Metadata-Version: 2.1
Name: ASTROMER
Version: 0.0.2
Summary: Creates light curves embeddings using ASTROMER
Author-email: Cristobal Donoso-Oliva <cridonoso@inf.udec.cl>
Project-URL: Homepage, https://github.com/astromer-science/python-library
Keywords: ASTROMER,embbedings,transformers,astronomy,photometry,light curves,deep learning
Classifier: License :: OSI Approved :: MIT License
Classifier: Programming Language :: Python
Classifier: Programming Language :: Python :: 3
Requires-Python: >=3.7
Description-Content-Type: text/markdown
Provides-Extra: dev
License-File: LICENSE.txt

# ASTROMER Python library 🔭

ASTROMER is a transformer based model pretrained on millions of light curves. ASTROMER can be finetuned on specific datasets to create useful representations that can improve the performance of novel deep learning models.

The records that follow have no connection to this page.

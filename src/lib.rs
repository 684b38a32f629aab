#![forbid(unsafe_code)]
#![allow(clippy::missing_errors_doc, clippy::missing_panics_doc)]

//! Clicker — record a sequence of mouse/keyboard actions and replay it in a loop.
//!
//! This crate organizes the codebase into cohesive modules and exposes a convenient prelude
//! for downstream crates/binaries:
//! - `config`: Action data model, playback settings, template load/save and schema.
//! - `store`: The ordered, editable action sequence.
//! - `executor`: Input capability trait, Enigo backend and the playback engine.
//! - `journal`: Timestamped session log with export.
//! - `session`: Foreground owner tying store, engine and log together.
//!
//! Use `clicker::prelude::*` to bring commonly used items into scope quickly.

/// Public module: configuration (action model, settings, template loader).
pub mod config;
/// Public module: error taxonomy.
pub mod error;
/// Public module: execution (capability, Enigo backend, playback engine).
pub mod executor;
/// Public module: session log.
pub mod journal;
/// Public module: headless session façade.
pub mod session;
/// Public module: action store.
pub mod store;

pub use error::{DispatchError, Error, Result};

/// Crate-level constants for consumers that want to inspect package metadata at runtime.
pub const PKG_NAME: &str = env!("CARGO_PKG_NAME");
pub const PKG_VERSION: &str = env!("CARGO_PKG_VERSION");

/// Returns the crate version (e.g., "0.1.0").
#[inline]
pub const fn version() -> &'static str {
    PKG_VERSION
}

/// Parse a plain level name (trace|debug|info|warn|error).
pub fn parse_level(s: &str) -> Option<tracing::Level> {
    use tracing::Level;
    match s.to_lowercase().as_str() {
        "trace" => Some(Level::TRACE),
        "debug" => Some(Level::DEBUG),
        "info" => Some(Level::INFO),
        "warn" | "warning" => Some(Level::WARN),
        "error" => Some(Level::ERROR),
        _ => None,
    }
}

/// Initialize tracing (logging) with a reasonable default.
/// - Uses `level` when given, else honors the `RUST_LOG` environment variable.
/// - Falls back to `info` level.
///
/// Safe to call multiple times; subsequent calls are no-ops.
pub fn init_tracing(level: Option<&str>) {
    use tracing_subscriber::fmt;

    let level = level
        .map(str::to_string)
        .or_else(|| std::env::var("RUST_LOG").ok())
        .and_then(|s| parse_level(&s))
        .unwrap_or(tracing::Level::INFO);

    // Ignore the error if the global subscriber was already set.
    let _ = fmt().with_max_level(level).try_init();
}

/// A convenient set of exports for most consumers.
///
/// Bring this into scope with:
/// `use clicker::prelude::*;`
pub mod prelude {
    // Common result/error handling
    pub use crate::error::{DispatchError, Error, Result};

    // Data model and sequence
    pub use crate::config::{Action, ActionKind, MouseButton, Rgb, SequenceConfig};
    pub use crate::store::{ActionStore, MoveDirection};

    // Playback
    pub use crate::executor::{
        ActionExecutor, EngineEvent, EngineOptions, InputCapability, PlaybackEngine, RunOutcome,
        RunSnapshot, RunStatus,
    };
    pub use crate::journal::LogBook;
    pub use crate::session::{PickedPoint, Session};

    // Tracing macros
    pub use tracing::{debug, error, info, trace, warn};

    // External crates (namespaced) if callers want direct access
    pub use crate as clicker;
    pub use enigo;
}
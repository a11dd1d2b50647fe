//! Deterministic simulation module
//!
//! All gameplay logic lives here. This module must be pure and deterministic:
//! - Fixed timestep only
//! - Seeded RNG only
//! - Stable iteration order (pools keep spawn order)
//! - No rendering or platform dependencies

pub mod body;
pub mod clock;
pub mod collision;
pub mod player;
pub mod spawner;
pub mod state;
pub mod tick;
pub mod waves;

pub use body::Body;
pub use clock::{Accumulator, AnimationState};
pub use collision::{resolve_collectable_pickups, resolve_meteor_hits};
pub use player::update_player;
pub use spawner::{spawn_collectable, spawn_meteor, update_spawners};
pub use state::{Collectable, Facing, GameEvent, GamePhase, GameState, Meteor, Player};
pub use tick::{TickInput, advance_pools, cycle_waves, tick};
pub use waves::{WaveConfig, WaveTableError, default_waves, validate_waves};
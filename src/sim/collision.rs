//! Player-vs-entity collisions and scoring
//!
//! Every overlapping entity in a pool is resolved in the same tick. Pools are
//! filtered with `retain`, so removal never skips the next element.

use super::state::{GameEvent, GamePhase, GameState};
use crate::consts::{HIT_PENALTY, MAX_LIVES, PICKUP_BONUS};

/// Remove every meteor touching the player, costing a life and points each.
///
/// Returns true if the player ran out of lives this tick.
pub fn resolve_meteor_hits(state: &mut GameState) -> bool {
    let player = state.player.body;
    let before = state.meteors.len();
    state.meteors.retain(|m| !player.touches(&m.body));
    let hits = before - state.meteors.len();

    for _ in 0..hits {
        state.lives = state.lives.saturating_sub(1);
        state.score -= HIT_PENALTY;
        state.hit_flash = true;
        state.events.push(GameEvent::PlayerHit { lives: state.lives });
        log::debug!("hit by meteor, {} lives left", state.lives);
    }

    if hits > 0 && state.lives == 0 {
        state.phase = GamePhase::Lost;
        state.events.push(GameEvent::Lost);
        log::info!(
            "Player lost on wave {} with score {}",
            state.wave_index + 1,
            state.score
        );
        return true;
    }
    false
}

/// Collect every heart touching the player. Lives are not capped here.
pub fn resolve_collectable_pickups(state: &mut GameState) {
    let player = state.player.body;
    let before = state.collectables.len();
    state.collectables.retain(|c| !player.touches(&c.body));
    let picked = before - state.collectables.len();

    for _ in 0..picked {
        state.lives += 1;
        state.score += PICKUP_BONUS;
        state.events.push(GameEvent::CollectablePicked { lives: state.lives });
        log::debug!("picked up heart, {} lives", state.lives);
    }
    if picked > 0 && state.lives > MAX_LIVES {
        log::warn!(
            "{} lives exceeds the health bar range, display is clamped",
            state.lives
        );
    }
}

#[cfg(test)]
mod tests {
    use super::*;
    use crate::sim::body::Body;
    use crate::sim::state::{Collectable, Meteor};

    fn meteor_at(x: f32, y: f32) -> Meteor {
        Meteor {
            body: Body::square(x, y, 64.0),
            fall_speed: 5,
            scale: 1.0,
        }
    }

    fn heart_at(x: f32, y: f32) -> Collectable {
        Collectable {
            body: Body::square(x, y, 32.0),
        }
    }

    fn playing() -> GameState {
        let mut state = GameState::new(3);
        state.reset();
        state.events.clear();
        state
    }

    #[test]
    fn test_meteor_hit_costs_life_and_points() {
        let mut state = playing();
        state.lives = 3;
        let p = state.player.body.pos;
        state.meteors.push(meteor_at(p.x, p.y));
        state.meteors.push(meteor_at(p.x, -500.0));

        assert!(!resolve_meteor_hits(&mut state));
        assert_eq!(state.lives, 2);
        assert_eq!(state.score, -HIT_PENALTY);
        assert_eq!(state.meteors.len(), 1);
        assert!(state.hit_flash);
        assert_eq!(state.phase, GamePhase::Playing);
    }

    #[test]
    fn test_adjacent_hits_are_not_skipped() {
        let mut state = playing();
        state.lives = 5;
        let p = state.player.body.pos;
        for _ in 0..3 {
            state.meteors.push(meteor_at(p.x, p.y));
        }
        resolve_meteor_hits(&mut state);
        assert_eq!(state.lives, 2);
        assert!(state.meteors.is_empty());
        assert_eq!(state.score, -3 * HIT_PENALTY);
    }

    #[test]
    fn test_last_life_loses() {
        let mut state = playing();
        let p = state.player.body.pos;
        state.meteors.push(meteor_at(p.x + 10.0, p.y));
        state.meteors.push(meteor_at(p.x - 10.0, p.y));

        assert!(resolve_meteor_hits(&mut state));
        assert_eq!(state.lives, 0);
        assert_eq!(state.phase, GamePhase::Lost);
        assert_eq!(state.events.last(), Some(&GameEvent::Lost));
    }

    #[test]
    fn test_pickup_adds_life_past_cap() {
        let mut state = playing();
        state.lives = 9;
        let p = state.player.body.pos;
        state.collectables.push(heart_at(p.x, p.y));
        state.collectables.push(heart_at(p.x + 200.0, p.y));

        resolve_collectable_pickups(&mut state);
        assert_eq!(state.lives, 10);
        assert_eq!(state.score, PICKUP_BONUS);
        assert_eq!(state.collectables.len(), 1);
        assert_eq!(
            state.events,
            vec![GameEvent::CollectablePicked { lives: 10 }]
        );
    }
}
//! Fixed-tick time accumulators
//!
//! Every timer in the game is a running seconds counter advanced once per
//! tick by `SIM_DT`. Events fire by comparing the counter to a threshold.

use serde::{Deserialize, Serialize};

use crate::consts::{JUMP_FRAME, WALK_FRAME_WRAP, WALK_FRAMES_PER_SEC};

/// A running time counter in seconds
#[derive(Debug, Clone, Copy, Default, PartialEq, Serialize, Deserialize)]
pub struct Accumulator {
    seconds: f64,
}

impl Accumulator {
    pub fn new() -> Self {
        Self::default()
    }

    #[inline]
    pub fn advance(&mut self, dt: f64) {
        self.seconds += dt;
    }

    #[inline]
    pub fn reset(&mut self) {
        self.seconds = 0.0;
    }

    #[inline]
    pub fn seconds(&self) -> f64 {
        self.seconds
    }

    /// Fires once the counter reaches `threshold`, resetting to zero.
    /// Any overshoot is discarded rather than carried into the next period.
    pub fn fire_at(&mut self, threshold: f64) -> bool {
        if self.seconds >= threshold {
            self.reset();
            true
        } else {
            false
        }
    }

    /// Set the counter directly (debug/testing)
    pub fn set(&mut self, seconds: f64) {
        self.seconds = seconds;
    }
}

/// Walk-cycle animation driven by a fractional frame counter
#[derive(Debug, Clone, Copy, Default, PartialEq, Serialize, Deserialize)]
pub struct AnimationState {
    /// Fractional frame position; the integer part selects the walk frame
    clock: f64,
    /// Frame selected this tick
    frame: usize,
}

impl AnimationState {
    /// Standing still. The walk counter is kept so walking resumes mid-cycle.
    pub fn idle(&mut self) {
        self.frame = 0;
    }

    /// Advance the walk cycle by one tick of `dt` seconds
    pub fn walk(&mut self, dt: f64) {
        self.clock += WALK_FRAMES_PER_SEC * dt;
        if self.clock > WALK_FRAME_WRAP {
            self.clock = 0.0;
        }
        self.frame = self.clock as usize;
    }

    /// Airborne pose
    pub fn jump(&mut self) {
        self.frame = JUMP_FRAME;
    }

    #[inline]
    pub fn frame(&self) -> usize {
        self.frame
    }

    #[inline]
    pub fn clock(&self) -> f64 {
        self.clock
    }
}
//! Wave table
//!
//! Each wave is a timed difficulty stage. The table is ordered; the index is
//! the wave number.

use serde::{Deserialize, Serialize};
use thiserror::Error;

/// Difficulty settings for a single wave
#[derive(Debug, Clone, Copy, PartialEq, Serialize, Deserialize)]
pub struct WaveConfig {
    /// Seconds between meteor spawns
    pub spawn_interval: f64,
    /// Slowest meteor fall speed (pixels/tick, inclusive)
    pub min_speed: u32,
    /// Fastest meteor fall speed (pixels/tick, exclusive)
    pub max_speed: u32,
    /// Wave length in seconds
    pub duration: f64,
    /// Heart pickups planned for this wave
    pub max_collectables: u32,
}

impl WaveConfig {
    /// Seconds between collectable spawns for this wave.
    ///
    /// A single collectable drops halfway through. With more than one, they
    /// drop every `(duration - 5) / max_collectables` seconds for as long as the
    /// wave runs, which is not a hard cap on the count.
    pub fn collectable_interval(&self) -> Option<f64> {
        match self.max_collectables {
            0 => None,
            1 => Some(self.duration / 2.0),
            n => Some((self.duration - 5.0) / n as f64),
        }
    }
}

/// The stock four-wave campaign
pub fn default_waves() -> Vec<WaveConfig> {
    vec![
        WaveConfig {
            spawn_interval: 0.425,
            min_speed: 4,
            max_speed: 7,
            duration: 30.0,
            max_collectables: 1,
        },
        WaveConfig {
            spawn_interval: 0.25,
            min_speed: 7,
            max_speed: 12,
            duration: 30.0,
            max_collectables: 2,
        },
        WaveConfig {
            spawn_interval: 0.175,
            min_speed: 10,
            max_speed: 15,
            duration: 30.0,
            max_collectables: 5,
        },
        WaveConfig {
            spawn_interval: 0.25,
            min_speed: 15,
            max_speed: 20,
            duration: 30.0,
            max_collectables: 5,
        },
    ]
}

/// Problems found in a wave table
#[derive(Debug, Clone, PartialEq, Error)]
pub enum WaveTableError {
    #[error("wave table is empty")]
    Empty,
    #[error("wave {wave}: min_speed {min} must be below max_speed {max}")]
    SpeedRange { wave: usize, min: u32, max: u32 },
    #[error("wave {wave}: duration must be positive (got {duration})")]
    Duration { wave: usize, duration: f64 },
    #[error("wave {wave}: spawn_interval must be positive (got {interval})")]
    SpawnInterval { wave: usize, interval: f64 },
    #[error("wave {wave}: multi-collectable waves must last longer than 5 seconds")]
    CollectableWindow { wave: usize },
}

/// Check every wave against the table invariants
pub fn validate_waves(waves: &[WaveConfig]) -> Result<(), WaveTableError> {
    if waves.is_empty() {
        return Err(WaveTableError::Empty);
    }
    for (wave, cfg) in waves.iter().enumerate() {
        if cfg.min_speed >= cfg.max_speed {
            return Err(WaveTableError::SpeedRange {
                wave,
                min: cfg.min_speed,
                max: cfg.max_speed,
            });
        }
        if !(cfg.duration > 0.0) {
            return Err(WaveTableError::Duration {
                wave,
                duration: cfg.duration,
            });
        }
        if !(cfg.spawn_interval > 0.0) {
            return Err(WaveTableError::SpawnInterval {
                wave,
                interval: cfg.spawn_interval,
            });
        }
        if cfg.max_collectables > 1 && cfg.duration <= 5.0 {
            return Err(WaveTableError::CollectableWindow { wave });
        }
    }
    Ok(())
}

❗ This version of ASTROMER can only works on single band light curves.

🔥 [See the official repo here](https://github.com/astromer-science/main-code)

## Install
```
pip install ASTROMER
```

## How to use it
Currently, there are 2 pre-trained models: `macho` and `atlas`.
To load weights use:
```
from ASTROMER.models import SingleBandEncoder

model = SingleBandEncoder()
model.from_pretrained('macho')
```
It will automatically download the weights from [this public github repository](https://github.com/astromer-science/weights.git) and load them into the `SingleBandEncoder` instance.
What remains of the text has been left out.